#### TASK
Reproduce, character for character, the entries from their opening line through the line with "impl fmt::Display for".

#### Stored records
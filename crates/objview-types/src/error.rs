use std::fmt;

/// Result type for objview-types operations
pub type Result<T> = std::result::Result<T, Error>;

/// Error types that can occur in the types layer
#[derive(Debug)]
pub enum Error {
    /// Upstream preview document failed to parse
    Parse(serde_json::Error),
    /// A value-kind property carried neither a nested preview nor fallback text
    PropertyWithoutValue(String),
}

impl fmt::Display for Error {
    fn fmt(&self, f: &mut fmt::Formatter<'_>) -> fmt::Result {
        match self {
            Error::Parse(err) => write!(f, "malformed preview document: {}", err),
            Error::PropertyWithoutValue(name) => {
                write!(f, "property '{}' has neither a value preview nor raw text", name)
            }
        }
    }
}

impl std::error::Error for Error {
    fn source(&self) -> Option<&(dyn std::error::Error + 'static)> {
        match self {
            Error::Parse(err) => Some(err),
            Error::PropertyWithoutValue(_) => None,
        }
    }
}

impl From<serde_json::Error> for Error {
    fn from(err: serde_json::Error) -> Self {
        Error::Parse(err)
    }
}
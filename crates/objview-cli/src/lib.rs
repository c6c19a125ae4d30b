mod args;
mod commands;
mod output;

pub use args::{Cli, Commands, ModeArg};
pub use commands::run;
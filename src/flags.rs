//! Open modes and store flags

use std::fmt;
use std::ops::{BitAnd, BitOr};

/// How a store is opened
#[derive(Clone, Copy, PartialEq, Eq, Hash)]
pub struct OpenMode(u32);

impl OpenMode {
    /// Read-only access
    pub const READER: OpenMode = OpenMode(0);
    /// Read/write access to an existing store
    pub const WRITER: OpenMode = OpenMode(0x1);
    /// Create the store if missing
    pub const CREATE: OpenMode = OpenMode(0x2);
    /// Discard existing contents
    pub const TRUNCATE: OpenMode = OpenMode(0x4);

    pub const WRCREAT: OpenMode = OpenMode(0x1 | 0x2);
    pub const NEWDB: OpenMode = OpenMode(0x1 | 0x2 | 0x4);

    pub const fn bits(self) -> u32 {
        self.0
    }

    pub const fn contains(self, other: OpenMode) -> bool {
        self.0 & other.0 == other.0
    }

    pub const fn is_writable(self) -> bool {
        self.contains(Self::WRITER)
    }
}

impl BitOr for OpenMode {
    type Output = OpenMode;

    fn bitor(self, rhs: Self) -> Self {
        OpenMode(self.0 | rhs.0)
    }
}

impl fmt::Debug for OpenMode {
    fn fmt(&self, f: &mut fmt::Formatter<'_>) -> fmt::Result {
        let mut parts = vec![if self.is_writable() { "WRITER" } else { "READER" }];
        if self.contains(Self::CREATE) {
            parts.push("CREATE");
        }
        if self.contains(Self::TRUNCATE) {
            parts.push("TRUNCATE");
        }
        write!(f, "OpenMode({})", parts.join("|"))
    }
}

/// Modifiers for `Ldbm::store`
#[derive(Clone, Copy, PartialEq, Eq, Hash, Default)]
pub struct StoreFlags(u32);

impl StoreFlags {
    /// Fail if the key is already present
    pub const INSERT: StoreFlags = StoreFlags(0);
    /// Overwrite an existing key
    pub const REPLACE: StoreFlags = StoreFlags(0x1);
    /// Flush to durable storage after the write
    pub const SYNC: StoreFlags = StoreFlags(0x8000_0000);

    pub const fn bits(self) -> u32 {
        self.0
    }

    pub const fn contains(self, other: StoreFlags) -> bool {
        self.0 & other.0 == other.0
    }

    pub const fn replace(self) -> bool {
        self.contains(Self::REPLACE)
    }

    pub const fn sync(self) -> bool {
        self.contains(Self::SYNC)
    }

    /// Flags with SYNC masked off, as handed to the native put
    pub const fn without_sync(self) -> StoreFlags {
        StoreFlags(self.0 & !Self::SYNC.0)
    }
}

impl BitOr for StoreFlags {
    type Output = StoreFlags;

    fn bitor(self, rhs: Self) -> Self {
        StoreFlags(self.0 | rhs.0)
    }
}

impl BitAnd for StoreFlags {
    type Output = StoreFlags;

    fn bitand(self, rhs: Self) -> Self {
        StoreFlags(self.0 & rhs.0)
    }
}

impl fmt::Debug for StoreFlags {
    fn fmt(&self, f: &mut fmt::Formatter<'_>) -> fmt::Result {
        let op = if self.replace() { "REPLACE" } else { "INSERT" };
        if self.sync() {
            write!(f, "StoreFlags({}|SYNC)", op)
        } else {
            write!(f, "StoreFlags({})", op)
        }
    }
}
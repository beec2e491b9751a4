//! Record compression for the page store

use crate::error::{Error, Result};
use serde::{Deserialize, Serialize};
use std::io::Write;

/// Compression applied to every stored value
#[derive(Debug, Clone, Copy, PartialEq, Eq, Default, Serialize, Deserialize)]
#[serde(rename_all = "lowercase")]
pub enum CompressionAlgorithm {
    #[default]
    None,
    Zstd,
}

const ZSTD_LEVEL: i32 = 3;

pub fn compress(data: &[u8], algorithm: CompressionAlgorithm) -> Result<Vec<u8>> {
    match algorithm {
        CompressionAlgorithm::None => Ok(data.to_vec()),
        CompressionAlgorithm::Zstd => {
            let mut encoder = zstd::Encoder::new(Vec::new(), ZSTD_LEVEL)
                .map_err(|e| Error::Storage(format!("Failed to create zstd encoder: {}", e)))?;
            encoder
                .write_all(data)
                .map_err(|e| Error::Storage(format!("Failed to compress: {}", e)))?;
            encoder
                .finish()
                .map_err(|e| Error::Storage(format!("Failed to finish compression: {}", e)))
        }
    }
}

pub fn decompress(data: &[u8], algorithm: CompressionAlgorithm) -> Result<Vec<u8>> {
    match algorithm {
        CompressionAlgorithm::None => Ok(data.to_vec()),
        CompressionAlgorithm::Zstd => zstd::decode_all(data)
            .map_err(|e| Error::Storage(format!("Failed to decompress: {}", e))),
    }
}

#[cfg(test)]
mod tests {
    use super::*;

    #[test]
    fn test_compression_none_is_identity() -> Result<()> {
        let data = b"Hello, World!";
        assert_eq!(compress(data, CompressionAlgorithm::None)?, data);
        Ok(())
    }

    #[test]
    fn test_compression_zstd_shrinks_repetitive_data() -> Result<()> {
        let data = b"cn=admin,dc=example,dc=com ".repeat(20);
        let compressed = compress(&data, CompressionAlgorithm::Zstd)?;
        assert!(compressed.len() < data.len());
        assert_eq!(decompress(&compressed, CompressionAlgorithm::Zstd)?, data);
        Ok(())
    }

    #[test]
    fn test_zstd_rejects_garbage() {
        assert!(decompress(b"not a frame", CompressionAlgorithm::Zstd).is_err());
    }
}
#[cfg(test)]
mod tests {
    use super::*;

    fn options() -> StoreOptions {
        StoreOptions {
            max_slot_size: 512,
            ..StoreOptions::default()
        }
    }

    #[test]
    fn test_slab_store_basic() -> Result<()> {
        let temp_dir = tempfile::tempdir()?;
        let store = SlabStore::open(temp_dir.path().join("db"), &options())?;

        assert!(store.put(b"key1", b"value1", true)?);
        assert!(store.put(b"key2", b"value2", true)?);

        assert_eq!(store.get(b"key1")?, Some(b"value1".to_vec()));
        assert_eq!(store.get(b"key2")?, Some(b"value2".to_vec()));
        assert_eq!(store.get(b"key3")?, None);
        assert!(store.contains_key(b"key1"));
        Ok(())
    }

    #[test]
    fn test_insert_does_not_overwrite() -> Result<()> {
        let temp_dir = tempfile::tempdir()?;
        let store = SlabStore::open(temp_dir.path().join("db"), &options())?;

        assert!(store.put(b"key1", b"initial", false)?);
        assert!(!store.put(b"key1", b"second", false)?);
        assert_eq!(store.get(b"key1")?, Some(b"initial".to_vec()));

        assert!(store.put(b"key1", b"updated", true)?);
        assert_eq!(store.get(b"key1")?, Some(b"updated".to_vec()));
        assert_eq!(store.len(), 1);
        Ok(())
    }

    #[test]
    fn test_delete_is_durable() -> Result<()> {
        let temp_dir = tempfile::tempdir()?;
        let path = temp_dir.path().join("db");
        {
            let store = SlabStore::open(&path, &options())?;
            store.put(b"key1", b"value1", true)?;
            store.put(b"key2", b"value2", true)?;
            assert!(store.delete(b"key1")?);
            assert!(!store.delete(b"key3")?);
            store.flush()?;
        }

        let store = SlabStore::open(&path, &options())?;
        assert_eq!(store.get(b"key1")?, None);
        assert_eq!(store.keys(), vec![b"key2".to_vec()]);
        Ok(())
    }

    #[test]
    fn test_reopen_then_write_keeps_old_values() -> Result<()> {
        let temp_dir = tempfile::tempdir()?;
        let path = temp_dir.path().join("db");
        {
            let store = SlabStore::open(&path, &options())?;
            for i in 0..20 {
                store.put(format!("key{}", i).as_bytes(), b"old", true)?;
            }
            store.flush()?;
        }

        let store = SlabStore::open(&path, &options())?;
        store.put(b"fresh", b"new", true)?;
        for i in 0..20 {
            assert_eq!(store.get(format!("key{}", i).as_bytes())?, Some(b"old".to_vec()));
        }
        Ok(())
    }

    #[test]
    fn test_open_modes() -> Result<()> {
        let temp_dir = tempfile::tempdir()?;
        let path = temp_dir.path().join("db");

        let no_create = StoreOptions {
            create: false,
            ..options()
        };
        assert!(matches!(SlabStore::open(&path, &no_create), Err(Error::NotFound(_))));

        SlabStore::open(&path, &options())?.put(b"k", b"v", true)?;

        let reader = StoreOptions {
            read_only: true,
            ..options()
        };
        let store = SlabStore::open(&path, &reader)?;
        assert_eq!(store.get(b"k")?, Some(b"v".to_vec()));
        assert!(matches!(store.put(b"k", b"w", true), Err(Error::ReadOnly(_))));
        drop(store);

        let truncate = StoreOptions {
            truncate: true,
            ..options()
        };
        assert!(SlabStore::open(&path, &truncate)?.is_empty());
        Ok(())
    }

    #[test]
    fn test_zstd_store_round_trip() -> Result<()> {
        let temp_dir = tempfile::tempdir()?;
        let opts = StoreOptions {
            compression: CompressionAlgorithm::Zstd,
            ..options()
        };
        let store = SlabStore::open(temp_dir.path().join("db"), &opts)?;
        let value = b"objectClass: person ".repeat(40);
        store.put(b"entry", &value, true)?;
        assert_eq!(store.get(b"entry")?, Some(value));
        Ok(())
    }

    #[test]
    fn test_slab_store_stats() -> Result<()> {
        let temp_dir = tempfile::tempdir()?;
        let store = SlabStore::open(temp_dir.path().join("db"), &options())?;

        store.put(b"key1", b"value1", true)?;
        store.put(b"key2", b"value2", true)?;
        store.get(b"key1")?;
        store.get(b"key1")?;

        let stats = store.stats();
        assert_eq!(stats.key_count, 2);
        assert!(stats.total_allocated > 0);
        assert!(stats.size_classes > 0);
        assert_eq!(stats.cache_hits, 1);
        Ok(())
    }

    #[test]
    fn test_values_larger_than_a_slot_are_chained() -> Result<()> {
        let temp_dir = tempfile::tempdir()?;
        let path = temp_dir.path().join("db");
        // 512-byte slots; this needs a chain of several
        let big: Vec<u8> = (0..2000u32).map(|i| (i % 251) as u8).collect();
        {
            let store = SlabStore::open(&path, &options())?;
            store.put(b"big", &big, true)?;
            store.put(b"small", b"s", true)?;
            assert_eq!(store.get(b"big")?, Some(big.clone()));

            // Replacing with a shorter value releases the extra slots
            store.put(b"big", b"short", true)?;
            store.put(b"big", &big, true)?;
            store.flush()?;
        }

        let store = SlabStore::open(&path, &options())?;
        assert_eq!(store.get(b"big")?, Some(big));
        assert_eq!(store.get(b"small")?, Some(b"s".to_vec()));
        assert!(store.delete(b"big")?);
        assert_eq!(store.get(b"big")?, None);
        Ok(())
    }

    #[test]
    fn test_readers_never_see_a_reused_slot() -> Result<()> {
        let temp_dir = tempfile::tempdir()?;
        let store = std::sync::Arc::new(SlabStore::open(temp_dir.path().join("db"), &options())?);
        store.put(b"a", b"a0", true)?;

        let writer = {
            let store = std::sync::Arc::clone(&store);
            std::thread::spawn(move || -> Result<()> {
                for i in 0..200 {
                    store.put(b"a", format!("a{}", i).as_bytes(), true)?;
                    store.put(b"b", format!("b{}", i).as_bytes(), true)?;
                }
                Ok(())
            })
        };
        for _ in 0..400 {
            let value = store.get(b"a")?.unwrap_or_default();
            assert_eq!(value.first(), Some(&b'a'));
        }
        writer.join().expect("writer panicked")?;
        Ok(())
    }

    #[test]
    fn test_compaction_keeps_live_keys() -> Result<()> {
        let temp_dir = tempfile::tempdir()?;
        let path = temp_dir.path().join("db");
        {
            let store = SlabStore::open(&path, &options())?;
            for i in 0..10 {
                store.put(format!("key{}", i).as_bytes(), b"v1", true)?;
                store.put(format!("key{}", i).as_bytes(), b"v2", true)?;
            }
            store.delete(b"key0")?;
            store.compact_metadata()?;
            store.put(b"after", b"compaction", true)?;
        }

        let store = SlabStore::open(&path, &options())?;
        assert_eq!(store.len(), 10);
        assert_eq!(store.get(b"key5")?, Some(b"v2".to_vec()));
        assert_eq!(store.get(b"key0")?, None);
        assert_eq!(store.get(b"after")?, Some(b"compaction".to_vec()));
        Ok(())
    }
}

#### RESULT OF THIS TASK
filename crates/objview-types/src/error.rs
use std::fmt;

/// Result type for objview-types operations
pub type Result<T> = std::result::Result<T, Error>;

/// Error types that can occur in the types layer
#[derive(Debug)]
pub enum Error {
    /// Upstream preview document failed to parse
    Parse(serde_json::Error),
    /// A value-kind property carried neither a nested preview nor fallback text
    PropertyWithoutValue(String),
}

impl fmt::Display for Error {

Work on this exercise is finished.